[Start of section]

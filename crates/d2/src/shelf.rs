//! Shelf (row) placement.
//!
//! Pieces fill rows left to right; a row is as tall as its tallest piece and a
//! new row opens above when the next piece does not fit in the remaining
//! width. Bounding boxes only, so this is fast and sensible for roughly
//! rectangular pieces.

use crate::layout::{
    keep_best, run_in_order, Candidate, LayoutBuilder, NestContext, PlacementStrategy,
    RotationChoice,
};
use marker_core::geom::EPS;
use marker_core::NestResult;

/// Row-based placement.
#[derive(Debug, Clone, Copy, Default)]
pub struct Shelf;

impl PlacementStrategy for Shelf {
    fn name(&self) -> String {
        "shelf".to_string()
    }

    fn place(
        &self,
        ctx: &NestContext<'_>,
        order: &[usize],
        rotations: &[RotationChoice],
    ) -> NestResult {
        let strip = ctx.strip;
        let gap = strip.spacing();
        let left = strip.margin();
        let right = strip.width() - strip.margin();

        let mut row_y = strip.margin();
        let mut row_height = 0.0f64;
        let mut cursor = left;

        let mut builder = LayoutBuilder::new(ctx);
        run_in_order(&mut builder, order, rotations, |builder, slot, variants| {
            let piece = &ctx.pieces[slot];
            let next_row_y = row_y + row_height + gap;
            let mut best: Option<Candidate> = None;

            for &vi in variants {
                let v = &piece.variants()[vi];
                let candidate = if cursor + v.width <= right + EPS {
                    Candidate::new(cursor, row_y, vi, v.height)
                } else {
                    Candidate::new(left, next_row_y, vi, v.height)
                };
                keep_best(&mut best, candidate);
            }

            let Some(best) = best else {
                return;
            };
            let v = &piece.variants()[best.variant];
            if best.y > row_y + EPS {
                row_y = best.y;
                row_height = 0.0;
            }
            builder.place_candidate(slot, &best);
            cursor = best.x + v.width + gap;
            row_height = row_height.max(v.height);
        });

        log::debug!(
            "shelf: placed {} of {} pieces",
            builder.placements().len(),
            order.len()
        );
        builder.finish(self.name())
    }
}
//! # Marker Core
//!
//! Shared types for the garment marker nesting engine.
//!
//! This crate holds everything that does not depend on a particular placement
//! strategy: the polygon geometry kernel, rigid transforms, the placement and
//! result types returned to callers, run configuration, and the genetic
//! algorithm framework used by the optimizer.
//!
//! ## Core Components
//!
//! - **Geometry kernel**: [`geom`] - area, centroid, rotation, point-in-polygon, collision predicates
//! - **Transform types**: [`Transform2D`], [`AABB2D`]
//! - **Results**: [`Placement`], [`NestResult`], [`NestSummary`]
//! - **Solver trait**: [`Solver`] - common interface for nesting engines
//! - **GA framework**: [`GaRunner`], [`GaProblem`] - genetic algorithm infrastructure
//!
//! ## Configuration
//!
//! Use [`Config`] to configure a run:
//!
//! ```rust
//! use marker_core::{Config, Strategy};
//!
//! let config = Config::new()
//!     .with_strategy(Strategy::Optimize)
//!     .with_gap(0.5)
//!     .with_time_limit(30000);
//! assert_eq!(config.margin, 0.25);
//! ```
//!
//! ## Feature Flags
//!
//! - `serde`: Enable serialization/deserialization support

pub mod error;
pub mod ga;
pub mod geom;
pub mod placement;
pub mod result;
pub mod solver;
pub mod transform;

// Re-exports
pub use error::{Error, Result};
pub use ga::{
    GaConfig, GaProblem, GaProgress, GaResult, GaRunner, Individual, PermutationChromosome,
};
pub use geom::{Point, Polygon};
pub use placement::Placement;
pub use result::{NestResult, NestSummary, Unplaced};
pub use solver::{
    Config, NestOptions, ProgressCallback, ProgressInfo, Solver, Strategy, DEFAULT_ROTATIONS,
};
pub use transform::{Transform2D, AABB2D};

[End of section]

### WHAT YOU HAVE TO DO:
Repeat only the lines above, from the first line of the entries through the line that contains "let piece = &ctx.pieces[slot];", including both ends.

### TASK SOLUTION:
filename crates/d2/src/shelf.rs
//! Shelf (row) placement.
//!
//! Pieces fill rows left to right; a row is as tall as its tallest piece and a
//! new row opens above when the next piece does not fit in the remaining
//! width. Bounding boxes only, so this is fast and sensible for roughly
//! rectangular pieces.

use crate::layout::{
    keep_best, run_in_order, Candidate, LayoutBuilder, NestContext, PlacementStrategy,
    RotationChoice,
};
use marker_core::geom::EPS;
use marker_core::NestResult;

/// Row-based placement.
#[derive(Debug, Clone, Copy, Default)]
pub struct Shelf;

impl PlacementStrategy for Shelf {
    fn name(&self) -> String {
        "shelf".to_string()
    }

    fn place(
        &self,
        ctx: &NestContext<'_>,
        order: &[usize],
        rotations: &[RotationChoice],
    ) -> NestResult {
        let strip = ctx.strip;
        let gap = strip.spacing();
        let left = strip.margin();
        let right = strip.width() - strip.margin();

        let mut row_y = strip.margin();
        let mut row_height = 0.0f64;
        let mut cursor = left;

        let mut builder = LayoutBuilder::new(ctx);
        run_in_order(&mut builder, order, rotations, |builder, slot, variants| {
            let piece = &ctx.pieces[slot];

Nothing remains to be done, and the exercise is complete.